The process is very simple. You drag and drop 4 similar-looking seamless-tiling Stable Diffusion-generated textures and it combines them together. As I mentioned, the output will also be seamless-tiling as well and go up in resolution by 4x.

Here’s what the UI for the tool looks like:

A screenshot of the seamless texture crossfade stitcher web UI.  Shows the generated stitched 4K texture on the left and a grid controlling the rotations, offsets, and selections of sub-images in the grid on the right.

You can right-click the generated image and select “Save Image As” to download the result as a PNG. The outputs by default are extremely large, so you may want to use a tool like squoosh to compress/optimize it.

Compared to Stable Diffusion and other AI tools, the implementation is actually quite low-tech. But I’ve found that the results are very good overall!

It works best with images that look quite similar to each other. If there are big differences in style, color, etc. it can be obvious in the resulting output and look bad.

A great way to get very similar-looking source images is to find a generated image that you like and then generate variations of it. To do this, take the generated image and upload it to the “PNG Info” tab of the AUTO1111 web UI. Then, click the “send to txt2img” button and it will pre-populate the UI with all the params used to generate it.

Then, tick the “Extra” checkbox on the txt2img tab. Set “Variation strength” to something small like 0.1-0.3 and generate a dozen or so images. They should look similar to the original overall but with different details. If you choose 4 of those to upload to the seamless texture stitcher tool, I’ve found that the output usually looks good.

Building PBR Textures

Once you have a stitched 4K image you’re happy with, it’s time to make them into full PBR textures.

For this, I use a tool called Poly. They provide an AI-powered texture generator that takes an image as input and generates normal, height, ambient occlusion, metalness, and roughness maps for it. They also provide their own prompt-based generation tools, but I personally prefer the control that generating it myself provides.

Their tool lets you generate normal and height maps for free, but they charge you $20/month to generate others. I do personally pay for that subscription right now, but you don’t have to in order to get good results. The normal map is the most important part, can you can either set global roughness/metalness values for your texture (this is all you need a lot of the time) or write a custom shader to generate them on the fly from pixel values.

Another method you can use to generate normal maps is SmartNormap.
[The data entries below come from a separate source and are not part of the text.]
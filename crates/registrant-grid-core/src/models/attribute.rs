use serde::{Deserialize, Serialize};

use crate::utils::{format_date, parse_date};

/// Entity an attribute hangs off.
#[derive(Debug, Clone, Copy, PartialEq, Eq, Hash, PartialOrd, Ord, Serialize, Deserialize)]
pub enum AttributeEntity {
    Registrant,
    Person,
    GroupMember,
}

#[derive(Debug, Clone, Copy, PartialEq, Eq, Default, Serialize, Deserialize)]
pub enum AttributeFieldType {
    #[default]
    Text,
    Integer,
    Decimal,
    Boolean,
    Date,
    SingleSelect,
}

impl AttributeFieldType {
    /// Render a raw stored value for display in a grid cell.
    pub fn format_value(&self, raw: &str) -> String {
        match self {
            AttributeFieldType::Boolean => match parse_bool(raw) {
                Some(true) => "Yes".to_string(),
                Some(false) => "No".to_string(),
                None => String::new(),
            },
            AttributeFieldType::Date => match parse_date(raw) {
                Some(date) => format_date(date),
                None => raw.to_string(),
            },
            _ => raw.to_string(),
        }
    }
}

/// Lenient boolean parsing for stored attribute values
pub fn parse_bool(raw: &str) -> Option<bool> {
    match raw.trim().to_ascii_lowercase().as_str() {
        "true" | "yes" | "y" | "1" => Some(true),
        "false" | "no" | "n" | "0" => Some(false),
        _ => None,
    }
}

#[derive(Debug, Clone, Serialize, Deserialize)]
pub struct AttributeDefinition {
    pub id: i64,
    pub key: String,
    pub name: String,
    #[serde(rename = "fieldType", default)]
    pub field_type: AttributeFieldType,
    pub entity: AttributeEntity,
    /// Group member attributes may be scoped to a single group.
    #[serde(rename = "qualifierGroupId", default)]
    pub qualifier_group_id: Option<i64>,
    #[serde(rename = "defaultValue", default)]
    pub default_value: Option<String>,
}

impl AttributeDefinition {
    /// Whether this group member attribute applies to members of `group_id`
    pub fn applies_to_group(&self, group_id: i64) -> bool {
        self.entity == AttributeEntity::GroupMember
            && self.qualifier_group_id.map_or(true, |g| g == group_id)
    }
}

#[derive(Debug, Clone, Serialize, Deserialize)]
pub struct AttributeValue {
    #[serde(rename = "attributeId")]
    pub attribute_id: i64,
    #[serde(rename = "entityId")]
    pub entity_id: i64,
    pub value: String,
}

/// Composite key for a row's attribute value: attribute id plus attribute key.
#[derive(Debug, Clone, PartialEq, Eq, Hash, PartialOrd, Ord, Serialize, Deserialize)]
pub struct AttributeValueKey {
    pub attribute_id: i64,
    pub key: String,
}

impl AttributeValueKey {
    pub fn new(attribute: &AttributeDefinition) -> Self {
        Self {
            attribute_id: attribute.id,
            key: attribute.key.clone(),
        }
    }
}

impl std::fmt::Display for AttributeValueKey {
    fn fmt(&self, f: &mut std::fmt::Formatter<'_>) -> std::fmt::Result {
        write!(f, "{}{}", self.attribute_id, self.key)
    }
}

#[derive(Debug, Clone, Serialize, Deserialize)]
pub struct Campus {
    pub id: i64,
    pub name: String,
}

#[derive(Debug, Clone, Serialize, Deserialize)]
pub struct DefinedValue {
    pub id: i64,
    pub value: String,
}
It uses a non-AI approach to programmatically generate normal maps for any source image. It has some params you can tweak, and the results are OK but generally less good than the AI-powered Poly tool overall in my experience.

Anyway, yeah at that point you can download your maps and plug them into Blender, Three.JS, or whatever other 3D software you want.

If you want to get even crazier with it, the seamless 4K output texture can be used with a hex tiling algorithm to make it tile infinitely with no repetition whatsoever. I’m working on a Three.JS library to handle this automatically, and here’s what it looks like laid out on some terrain I generated in Blender:

Screenshot of some mountainous terrain generated with Blender and rendered in Three.JS.  The black and gold rocky texture I generated earlier is applied to the ground with the PBR maps included.  The texture is tiled using a hex tiling algorithm so it repeats infinitely without any obvious repetition.

Conclusion

It really feels like the floodgates are opened here. I personally find that using AI image generates for textures and other building-block assets rather than full images or artwork to be the way to go. There’s a lot of room for my creativity and input to guide the entire process. There are infinite possibilities to explore, and the whole process is quite fun in my opinion.

Anyway, I hope you found some of this helpful, and I wish you good luck if you decide to try this out for yourself.